Methionine adenosyltransferase II (MAT2A) is essential to the synthesis of S-adenosylmethionine, a major methyl donor, from L-methionine and ATP. Upon fertilization, zygotic genome activation (ZGA) marks the period that transforms the genome from transcriptional quiescence to robust transcriptional activity. During this period, embryonic epigenome undergoes extensive modifications, including histone methylation changes. However, whether MAT2A participates in histone methylation at the ZGA stage is unknown. Herein, we identified that MAT2A is a pivotal factor for ZGA in mouse embryos. Mat2a knockdown exhibited 2-cell embryo arrest and reduced transcriptional activity but did not affect H3K4me2/3 and H3K9me2/3. When the cycloleucine, a selective inhibitor of MAT2A catalytic activity, was added to a culture medium, embryos were arrested at the morula stage in the same manner as the embryos cultured in an L-methionine-deficient medium.
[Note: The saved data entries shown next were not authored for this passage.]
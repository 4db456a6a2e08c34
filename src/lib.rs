// src/lib.rs

// Re-export commonly used types
pub use ethers::types::{Address, H256, U256};

pub mod api;
pub mod chains;
pub mod chat;
pub mod config;
pub mod relay;
pub mod tools;
pub mod utils;
pub mod wallet;

/// Application state shared across all request handlers
#[derive(Clone)]
pub struct AppState {
    /// Application configuration
    pub config: config::Config,
    /// Client for the model API
    pub anthropic: relay::AnthropicClient,
}

impl AppState {
    pub fn new(config: config::Config) -> Result<Self, relay::RelayError> {
        let anthropic = relay::AnthropicClient::new(&config)?;
        Ok(Self { config, anthropic })
    }
}
// src/relay/client.rs

use std::time::Duration;

use reqwest::Client;
use secrecy::{ExposeSecret, SecretString};
use serde_json::Value;
use tracing::{debug, error};

use super::{build_upstream_request, error::RelayError, protocol::Message};
use crate::config::Config;

/// Forwards conversations to the Anthropic Messages API.
///
/// One pooled `reqwest::Client` is shared by all requests; the client holds no
/// per-conversation state.
#[derive(Clone)]
pub struct AnthropicClient {
    http: Client,
    api_url: String,
    api_key: SecretString,
    api_version: String,
    model: String,
    max_tokens: u32,
}

impl AnthropicClient {
    pub fn new(config: &Config) -> Result<Self, RelayError> {
        let http = Client::builder()
            .timeout(config.relay_timeout)
            .connect_timeout(Duration::from_secs(10))
            .build()?;

        Ok(Self {
            http,
            api_url: config.anthropic_api_url.clone(),
            api_key: config.anthropic_api_key.clone(),
            api_version: config.anthropic_version.clone(),
            model: config.model.clone(),
            max_tokens: config.max_tokens,
        })
    }

    pub fn model(&self) -> &str {
        &self.model
    }

    /// Single best-effort forward. The upstream JSON is returned as-is.
    pub async fn forward(&self, conversation: Vec<Message>) -> Result<Value, RelayError> {
        let request = build_upstream_request(&self.model, self.max_tokens, conversation);

        debug!(
            model = %request.model,
            messages = request.messages.len(),
            tools = request.tools.len(),
            "Forwarding conversation to model API"
        );
        if tracing::enabled!(tracing::Level::TRACE) {
            if let Ok(payload) = serde_json::to_string(&request) {
                tracing::trace!("Outbound payload: {}", payload);
            }
        }

        let response = self
            .http
            .post(&self.api_url)
            .header("x-api-key", self.api_key.expose_secret())
            .header("anthropic-version", &self.api_version)
            .json(&request)
            .send()
            .await
            .map_err(|e| {
                error!("Model API request failed: {}", e);
                RelayError::Transport(e)
            })?;

        let status = response.status();
        if !status.is_success() {
            let body = response.text().await.unwrap_or_default();
            error!("Model API returned {}: {}", status, body);
            return Err(RelayError::Upstream {
                status: status.as_u16(),
                body,
            });
        }

        response
            .json::<Value>()
            .await
            .map_err(|e| RelayError::Decode(e.to_string()))
    }
}
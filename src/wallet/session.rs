//! Persisted wallet session
//!
//! Remembers the last connected address and active chain between runs so the
//! wallet can reconnect on startup.

use std::path::{Path, PathBuf};

use anyhow::{Context, Result};
use chrono::{DateTime, Utc};
use ethers::types::Address;
use serde::{Deserialize, Serialize};

#[derive(Debug, Clone, PartialEq, Eq, Serialize, Deserialize)]
pub struct SessionRecord {
    pub address: Option<Address>,
    pub connected: bool,
    pub chain_id: Option<u64>,
    pub updated_at: DateTime<Utc>,
}

impl Default for SessionRecord {
    fn default() -> Self {
        Self {
            address: None,
            connected: false,
            chain_id: None,
            updated_at: Utc::now(),
        }
    }
}

/// JSON-file backed session store
#[derive(Debug, Clone)]
pub struct SessionStore {
    path: PathBuf,
}

impl SessionStore {
    pub fn new(path: impl Into<PathBuf>) -> Self {
        Self { path: path.into() }
    }

    pub fn path(&self) -> &Path {
        &self.path
    }

    /// Load the stored record, or a fresh disconnected one if none exists yet
    pub fn load(&self) -> Result<SessionRecord> {
        if !self.path.exists() {
            return Ok(SessionRecord::default());
        }

        let content = std::fs::read_to_string(&self.path)
            .with_context(|| format!("Failed to read session file {}", self.path.display()))?;
        serde_json::from_str(&content).context("Failed to parse session file")
    }

    pub fn save(&self, record: &SessionRecord) -> Result<()> {
        if let Some(parent) = self.path.parent() {
            std::fs::create_dir_all(parent).context("Failed to create session directory")?;
        }

        // Write to a temp file first, then rename over the old record
        let temp_path = self.path.with_extension("tmp");
        let content = serde_json::to_string_pretty(record).context("Failed to serialize session")?;
        std::fs::write(&temp_path, content).context("Failed to write session file")?;

        std::fs::rename(&temp_path, &self.path)
            .or_else(|_| {
                // If rename fails (e.g., cross-device), try copy + remove
                std::fs::copy(&temp_path, &self.path)?;
                std::fs::remove_file(&temp_path)?;
                Ok::<(), std::io::Error>(())
            })
            .context("Failed to finalize session file")?;

        Ok(())
    }

    pub fn record_connected(&self, address: Address, chain_id: Option<u64>) -> Result<()> {
        self.save(&SessionRecord {
            address: Some(address),
            connected: true,
            chain_id,
            updated_at: Utc::now(),
        })
    }

    pub fn record_chain(&self, chain_id: u64) -> Result<()> {
        let mut record = self.load()?;
        record.chain_id = Some(chain_id);
        record.updated_at = Utc::now();
        self.save(&record)
    }

    pub fn clear(&self) -> Result<()> {
        self.save(&SessionRecord::default())
    }
}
Under these two culture conditions, H3K4me3 levels of morula and blastocyst were much lower than those cultured under normal medium. Furthermore, cycloleucine treatment or methionine starvation apparently reduced the developmental potential of blastocysts. Thus, Mat2a is indispensable for ZGA and morula-to-blastocyst transition.